Given my personal fixations, it might be unforgivable that I never watched Taxi Driver in its entirety till this past weekend. Sure, I’d seen the iconic scenes, even read an analysis or two, but I’d never given it my undivided attention. Now that I’ve seen it, what sticks with me is not the violence, but the waste. Travis isn’t too terribly off the mark when he identifies Betsy’s and Iris’ circumstances as prisons of a sort (never mind that they don’t view them that way). Also, the scene where he confesses his “bad ideas” to a fellow cabby shows he is not completely beyond seeking help and connection; it just happens that the person he chooses is neither perceptive nor equipped enough to respond effectively.

Adrift in the bubbling stewpot of America in the mid-seventies, Travis can’t cope. He thinks on a binary of good and evil and is unable to process grey areas – though he himself exists in one, maintaining fantasies of his own righteousness and heroism while still dabbling in seediness that both sickens and fascinates him. He also harbors old-fashioned ideals of feminine purity.

The unattainable ideal.

Discerning viewers will recognize that the most disturbing thing about Travis Bickle is not a villainous “other-ness”, but a relatable familiarity. After all, I was drawn to the problematic young men of my past because I saw part of myself in them. Though I’ve since figured out how to acknowledge that without absolving them of inappropriate behavior. That’s something that heavily informs the album: the process of learning that having empathy and holding people accountable are not mutually exclusive.

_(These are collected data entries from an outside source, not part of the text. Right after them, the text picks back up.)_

#[cfg(test)]
mod tests {
    use super::*;
    use std::time::Duration;

    use crate::api::{ApiError, AuthSession, SimulatedApi};
    use crate::events::CollectedEvents;
    use crate::session::MemorySessionStore;

    fn api() -> SimulatedApi {
        SimulatedApi::new(Duration::ZERO, "EDUNOVA2024").with_account("admin", "Passw0rd!")
    }

    /// Backend that refuses everything, for failure paths.
    struct DownApi;

    impl AdminApi for DownApi {
        async fn login(&self, _: LoginRequest) -> Result<AuthSession, ApiError> {
            Err(ApiError::Unavailable("maintenance".into()))
        }
        async fn register(&self, _: RegisterRequest) -> Result<AuthSession, ApiError> {
            Err(ApiError::Unavailable("maintenance".into()))
        }
        async fn reset_password(&self, _: ResetPasswordRequest) -> Result<(), ApiError> {
            Err(ApiError::Unavailable("maintenance".into()))
        }
        async fn logout(&self) -> Result<(), ApiError> {
            Err(ApiError::Unavailable("maintenance".into()))
        }
    }

    #[tokio::test]
    async fn login_records_session_and_redirects() {
        let mut state = AppState::new();
        let config = ClientConfig::instant();
        let mut events = CollectedEvents::new();
        let mut sessions = MemorySessionStore::new();

        let outcome = login(
            &mut state,
            &config,
            &mut events,
            &api(),
            &mut sessions,
            LoginForm {
                username: "admin".into(),
                password: "Passw0rd!".into(),
            },
        )
        .await;

        assert!(outcome.is_accepted());
        assert!(session::has_session(&sessions));
        assert_eq!(state.current_user.as_deref(), Some("admin"));
        assert_eq!(state.current_page, Route::Dashboard);
        assert_eq!(events.redirect(), Some(&Route::Dashboard));
    }

    #[tokio::test]
    async fn wrong_password_leaves_no_session_behind() {
        let mut state = AppState::new();
        let config = ClientConfig::instant();
        let mut events = CollectedEvents::new();
        let mut sessions = MemorySessionStore::new();

        let outcome = login(
            &mut state,
            &config,
            &mut events,
            &api(),
            &mut sessions,
            LoginForm {
                username: "admin".into(),
                password: "guess".into(),
            },
        )
        .await;

        assert_eq!(outcome, SubmitOutcome::Rejected);
        assert!(!session::has_session(&sessions));
        assert!(state.current_user.is_none());
        assert!(events
            .banners()
            .last()
            .unwrap()
            .text
            .contains("Invalid username or password"));
    }

    #[tokio::test]
    async fn register_surfaces_every_invalid_field_at_once() {
        let mut state = AppState::new();
        let config = ClientConfig::instant();
        let mut events = CollectedEvents::new();

        let bad = RegisterForm {
            username: "a!".into(),
            security_key: "123".into(),
            password: "short".into(),
            confirm_password: "different".into(),
        };
        let outcome = register(&mut state, &config, &mut events, &api(), bad).await;

        assert_eq!(outcome, SubmitOutcome::Rejected);
        assert_eq!(events.field_issues().len(), 4);
    }

    #[tokio::test]
    async fn register_with_wrong_security_key_is_rejected_by_the_backend() {
        let mut state = AppState::new();
        let config = ClientConfig::instant();
        let mut events = CollectedEvents::new();

        // Shape-valid key, wrong value. The client forwards it anyway.
        let form = RegisterForm {
            username: "newadmin".into(),
            security_key: "WRONGKEY".into(),
            password: "Str0ngPass".into(),
            confirm_password: "Str0ngPass".into(),
        };
        let outcome = register(&mut state, &config, &mut events, &api(), form).await;

        assert_eq!(outcome, SubmitOutcome::Rejected);
        assert!(events
            .banners()
            .last()
            .unwrap()
            .text
            .contains("Invalid security key"));
    }

    #[tokio::test]
    async fn reset_password_enforces_strict_rules() {
        let mut state = AppState::new();
        let config = ClientConfig::instant();
        let mut events = CollectedEvents::new();

        // Valid under the login rules but missing a special character.
        let form = ResetPasswordForm {
            email: "admin@edunova.lk".into(),
            new_password: "Passw0rdd".into(),
            confirm_password: "Passw0rdd".into(),
        };
        let outcome = reset_password(&mut state, &config, &mut events, &api(), form).await;
        assert_eq!(outcome, SubmitOutcome::Rejected);

        let form = ResetPasswordForm {
            email: "admin@edunova.lk".into(),
            new_password: "Passw0rd!".into(),
            confirm_password: "Passw0rd!".into(),
        };
        let outcome = reset_password(&mut state, &config, &mut events, &api(), form).await;
        assert!(outcome.is_accepted());
        assert_eq!(events.redirect(), Some(&Route::AdminLogin));
    }

    #[tokio::test]
    async fn logout_flow_walks_the_state_machine() {
        let mut state = AppState::new();
        let config = ClientConfig::instant();
        let mut events = CollectedEvents::new();
        let mut sessions = MemorySessionStore::new();

        session::record_session(&mut sessions, "admin", "tok");
        state.current_user = Some("admin".into());

        // Confirming before requesting does nothing.
        assert_eq!(
            confirm_logout(&mut state, &config, &mut events, &api(), &mut sessions).await,
            SubmitOutcome::Rejected
        );

        request_logout(&mut state);
        assert_eq!(state.logout, LogoutFlow::Confirming);

        cancel_logout(&mut state);
        assert_eq!(state.logout, LogoutFlow::Idle);
        assert!(session::has_session(&sessions));

        request_logout(&mut state);
        let outcome =
            confirm_logout(&mut state, &config, &mut events, &api(), &mut sessions).await;

        assert!(outcome.is_accepted());
        assert_eq!(state.logout, LogoutFlow::LoggedOut);
        assert!(!session::has_session(&sessions));
        assert!(state.current_user.is_none());
        assert_eq!(events.redirect(), Some(&Route::AdminLogin));
    }

    #[tokio::test]
    async fn failed_logout_call_returns_to_confirming() {
        let mut state = AppState::new();
        let config = ClientConfig::instant();
        let mut events = CollectedEvents::new();
        let mut sessions = MemorySessionStore::new();

        session::record_session(&mut sessions, "admin", "tok");
        request_logout(&mut state);

        let outcome =
            confirm_logout(&mut state, &config, &mut events, &DownApi, &mut sessions).await;

        assert_eq!(outcome, SubmitOutcome::Rejected);
        assert_eq!(state.logout, LogoutFlow::Confirming);
        // The session survives a failed sign-out.
        assert!(session::has_session(&sessions));
    }

    #[test]
    fn ensure_session_redirects_when_nothing_is_stored() {
        let config = ClientConfig::instant();
        let mut events = CollectedEvents::new();
        let sessions = MemorySessionStore::new();

        assert!(!ensure_session(&config, &mut events, &sessions));
        assert_eq!(events.redirect(), Some(&Route::AdminLogin));
    }
}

"When I first was writing the script I thought it was about loneliness. What I learned while writing the script was that this was about a man who suffered from the pathology of loneliness. He wasn't lonely by nature; he was lonely as a defense mechanism. And he reinforced his own loneliness by his own behavior. And the pathology grew until it became malignant and violent." - Paul Schrader

It wasn’t until a couple years ago that I realized some of the same troubling thought patterns had existed even in guys with whom I’d had meaningful relationships, who I believe cared about me deeply, even if in insufficient ways. They failed to realize that my decisions about how to present myself, indeed, my very way of being in the world, had precious little to do with them. Their condescending instructions, their paternal admonitions, their audacious voicing of unsolicited opinions and preferences… all were unwarranted and driven by a strange inability, or refusal, to view me as a human in the same way that they were human: undignified at times, enraged, horny, messy, gross, crude. They romanticized me, as Travis romanticized Betsy, and they grew disgusted at evidence to the contrary.

Admittedly, when I listen to some of my favorite artists – Reznor, Cohen, Cave – some sentiments strike me as similar. Elevating a woman to mythological status, while it may temporarily feed her ego, is arguably as damaging as demeaning her, because both acts are dehumanizing. Both fail to recognize her as cut from the same cloth as yourself and equally entitled to complexity and transcendence of easy categorization.